#### WHAT YOU HAVE TO DO:
From the records below, determine the number of lines containing "WebSocketUpgrade". Output that number alone.

(Collection entries)
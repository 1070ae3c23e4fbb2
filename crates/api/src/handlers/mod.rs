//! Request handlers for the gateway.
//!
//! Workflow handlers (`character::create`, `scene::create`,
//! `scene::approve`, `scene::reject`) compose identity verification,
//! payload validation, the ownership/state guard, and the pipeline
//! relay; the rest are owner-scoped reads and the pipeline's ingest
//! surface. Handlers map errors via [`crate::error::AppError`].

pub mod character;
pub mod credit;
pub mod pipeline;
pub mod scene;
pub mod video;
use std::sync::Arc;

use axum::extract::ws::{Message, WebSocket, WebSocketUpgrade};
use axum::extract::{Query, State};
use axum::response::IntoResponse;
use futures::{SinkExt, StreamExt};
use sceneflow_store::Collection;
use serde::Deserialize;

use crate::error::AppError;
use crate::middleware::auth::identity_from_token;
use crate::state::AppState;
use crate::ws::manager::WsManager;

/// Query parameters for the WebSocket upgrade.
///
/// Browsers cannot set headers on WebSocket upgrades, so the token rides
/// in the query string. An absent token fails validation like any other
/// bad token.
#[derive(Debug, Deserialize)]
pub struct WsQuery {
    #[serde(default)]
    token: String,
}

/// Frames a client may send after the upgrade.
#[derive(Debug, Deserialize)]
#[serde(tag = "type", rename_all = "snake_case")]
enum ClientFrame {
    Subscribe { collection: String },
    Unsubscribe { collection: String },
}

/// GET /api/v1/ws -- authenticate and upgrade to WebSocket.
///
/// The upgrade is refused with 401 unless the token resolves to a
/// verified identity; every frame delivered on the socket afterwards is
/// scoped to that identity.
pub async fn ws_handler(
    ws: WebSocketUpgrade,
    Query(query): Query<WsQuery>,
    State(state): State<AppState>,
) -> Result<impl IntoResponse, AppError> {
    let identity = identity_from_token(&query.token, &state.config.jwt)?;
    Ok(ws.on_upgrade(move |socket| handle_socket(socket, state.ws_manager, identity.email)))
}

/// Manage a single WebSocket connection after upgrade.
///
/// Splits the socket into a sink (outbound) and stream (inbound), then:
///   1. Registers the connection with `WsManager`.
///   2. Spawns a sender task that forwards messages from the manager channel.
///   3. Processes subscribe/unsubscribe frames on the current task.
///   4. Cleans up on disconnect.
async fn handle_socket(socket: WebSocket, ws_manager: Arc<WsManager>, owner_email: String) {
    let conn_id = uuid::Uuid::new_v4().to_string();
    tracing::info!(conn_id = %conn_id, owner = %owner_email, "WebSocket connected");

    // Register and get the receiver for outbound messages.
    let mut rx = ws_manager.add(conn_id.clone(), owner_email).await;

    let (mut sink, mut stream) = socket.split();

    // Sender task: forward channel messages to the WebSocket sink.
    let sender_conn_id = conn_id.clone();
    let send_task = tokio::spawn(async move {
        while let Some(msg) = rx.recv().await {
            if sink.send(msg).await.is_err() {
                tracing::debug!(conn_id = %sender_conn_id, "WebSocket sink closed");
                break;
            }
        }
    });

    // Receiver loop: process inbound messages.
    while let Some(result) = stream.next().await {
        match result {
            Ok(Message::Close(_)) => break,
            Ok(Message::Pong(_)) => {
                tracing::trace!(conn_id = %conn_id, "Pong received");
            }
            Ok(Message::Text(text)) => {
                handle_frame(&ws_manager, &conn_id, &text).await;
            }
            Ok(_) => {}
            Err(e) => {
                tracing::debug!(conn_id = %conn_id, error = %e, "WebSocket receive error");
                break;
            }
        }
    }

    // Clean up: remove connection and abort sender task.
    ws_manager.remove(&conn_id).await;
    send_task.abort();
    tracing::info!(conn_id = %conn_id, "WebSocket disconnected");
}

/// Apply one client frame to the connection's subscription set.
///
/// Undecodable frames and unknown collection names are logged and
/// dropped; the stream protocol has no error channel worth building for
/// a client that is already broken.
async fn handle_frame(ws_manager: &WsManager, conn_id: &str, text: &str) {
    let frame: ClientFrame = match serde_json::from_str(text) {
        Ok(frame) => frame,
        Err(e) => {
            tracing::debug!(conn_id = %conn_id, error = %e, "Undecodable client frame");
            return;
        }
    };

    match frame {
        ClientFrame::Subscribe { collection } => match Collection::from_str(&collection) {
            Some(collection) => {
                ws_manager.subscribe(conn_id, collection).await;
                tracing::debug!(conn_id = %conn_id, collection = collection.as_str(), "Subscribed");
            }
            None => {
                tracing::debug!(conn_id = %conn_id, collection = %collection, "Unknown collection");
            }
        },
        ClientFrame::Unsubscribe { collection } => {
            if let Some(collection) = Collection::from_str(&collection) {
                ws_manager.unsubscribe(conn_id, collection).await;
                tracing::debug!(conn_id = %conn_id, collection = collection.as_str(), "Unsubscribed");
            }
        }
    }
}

#### RESPONSE AREA:
2